Cause (observed during DevTower validation, 2026-05-07): unclear. Combinations that have caused it:

  • <PlainText>true</PlainText> with the Password suffix quirk (PITFALLS #12) -- account created with mangled password, then maybe partial-rollback?
  • <Group>Administrators</Group> not applying when default-Users would have been the fallback -- some Win11 25H2 builds appear to refuse to create the LocalAccount if the Group element fails validation
  • $OEM$ placement bug (PITFALLS #13) cascading: Setup couldn't read its config-set, may have skipped LocalAccount processing entirely
  • Some interaction with SkipUserOOBE=true + no MS account: Setup gets to OOBE-skip and drops the LocalAccount block on the floor

Mitigation (v4): always also enable the built-in Administrator with a known password in autounattend:

<UserAccounts>
  <AdministratorPassword>
    <Value>{{ADMIN_PASSWORD_ENCODED}}</Value>
    <PlainText>false</PlainText>
  </AdministratorPassword>
  <LocalAccounts>
    <LocalAccount wcm:action="add">...</LocalAccount>
  </LocalAccounts>
</UserAccounts>

Encoding: base64 UTF-16LE of (plain + "AdministratorPassword"). Note: suffix is AdministratorPassword, not Password -- different from LocalAccount.

If LocalAccount creation fails silently, Administrator is still enabled and admin-capable. No utilman-recovery dance required.

Also added as FirstLogonCommand: net localgroup Administrators <user> /add -- belt-and-suspenders to ensure group membership stuck if the account did get created. Errors silently if no account.


16. Windows classifies the Tailscale adapter as Public, silently blocking inbound

Symptom: Tailscale joins the tailnet successfully (visible in tailscale status from other nodes, tailscale ping works). But TCP connections from any other tailnet node to any port on the Windows node time out. Firewall rules added by hand for ports 22 / 3389 don't help.

Cause: Tailscale on Windows creates a virtual network adapter. Windows' Network Location Awareness service classifies new adapters by default (without prompting on Server SKUs / domain-joined / certain OOBE paths).

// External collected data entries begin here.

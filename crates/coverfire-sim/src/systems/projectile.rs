//! Projectile flight: move, then test player, barriers, overshoot, and age.

use hecs::World;

use coverfire_core::components::Projectile;
use coverfire_core::constants::PROJECTILE_PASSED_DOT;
use coverfire_core::types::Position;
use coverfire_terrain::ObstacleField;

/// Advance all live projectiles. Returns the damage of every projectile that
/// reached the player collider this tick. Spent projectiles are left for
/// cleanup.
pub fn run(
    world: &mut World,
    dt: f64,
    obstacles: &ObstacleField,
    player_center: Position,
    player_radius: f64,
) -> Vec<i32> {
    let mut hits = Vec::new();

    for (_entity, (pos, projectile)) in world.query_mut::<(&mut Position, &mut Projectile)>() {
        if projectile.spent {
            continue;
        }

        projectile.age_secs += dt;
        let from = *pos;
        let to = from + projectile.direction * projectile.speed * dt;
        *pos = to;

        let player_t = sphere_contact(from, to, player_center, player_radius + projectile.radius);
        let barrier_t = obstacles
            .first_hit(from, to)
            .or_else(|| obstacles.blocks_sphere(to, projectile.radius).then_some(1.0));

        match (player_t, barrier_t) {
            (Some(p), Some(b)) if b < p => projectile.spent = true,
            (Some(_), _) => {
                hits.push(projectile.damage);
                projectile.spent = true;
            }
            (None, Some(_)) => projectile.spent = true,
            (None, None) => {
                let passed = (player_center - to).dot(projectile.direction) < PROJECTILE_PASSED_DOT;
                if passed || projectile.age_secs >= projectile.lifetime_secs {
                    projectile.spent = true;
                }
            }
        }
    }

    hits
}

/// Parameter along `from..to` of the closest approach to `center`, if that
/// approach is within `radius`.
fn sphere_contact(from: Position, to: Position, center: Position, radius: f64) -> Option<f64> {
    let d = to - from;
    let len_sq = d.length_squared();
    let t = if len_sq > 0.0 {
        ((center - from).dot(d) / len_sq).clamp(0.0, 1.0)
    } else {
        0.0
    };
    let closest = from + d * t;
    (closest.distance(center) <= radius).then_some(t)
}

#[cfg(test)]
mod tests {
    use super::*;
    use glam::DVec3;

    #[test]
    fn contact_through_sphere() {
        let from = DVec3::new(0.0, 0.0, 2.0);
        let t = sphere_contact(from, DVec3::new(0.0, 0.0, -2.0), DVec3::ZERO, 0.5);
        assert_eq!(t, Some(0.5));
    }

    #[test]
    fn no_contact_when_wide() {
        let from = DVec3::new(1.0, 0.0, 2.0);
        let t = sphere_contact(from, DVec3::new(1.0, 0.0, -2.0), DVec3::ZERO, 0.5);
        assert_eq!(t, None);
    }

    #[test]
    fn zero_length_segment_inside() {
        let p = DVec3::new(0.1, 0.0, 0.0);
        assert_eq!(sphere_contact(p, p, DVec3::ZERO, 0.5), Some(0.0));
    }
}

The Tailscale adapter often lands in Public, where Windows Defender Firewall blocks inbound by default. Rules created without -Profile Any only apply to Private/Domain.

Mitigation (v4): post-install.ps1 now does after tailscale up:

Get-NetConnectionProfile | Where-Object InterfaceAlias -match 'tailscale' | Set-NetConnectionProfile -NetworkCategory Private

Plus the firewall rules created by post-install use -Profile Any and -RemoteAddress 100.64.0.0/10 (CGNAT range = tailnet only) so they apply regardless of adapter classification.

Diagnostic if it bites you anyway:

Get-NetConnectionProfile | Format-Table InterfaceAlias, NetworkCategory
# Tailscale row should be Private. If Public, force it:
Get-NetConnectionProfile | Where-Object InterfaceAlias -match 'tailscale' | Set-NetConnectionProfile -NetworkCategory Private

Pattern: every pitfall has the same shape

Most of the above follow this pattern:

  1. PowerShell cmdlet or built-in tool errors in a way that's NOT obviously a bug.
  2. The error message mentions state ("already X" or "no Y") that the script thought it controlled.
  3. Catching the exception and parsing the message is brittle (string changes between versions).
  4. Pre-checking state via Get-* cmdlets, then conditionally acting, is more robust than try/catch.

This is the windows-bootstrap-equivalent of "always check return codes" — but for state-driven systems.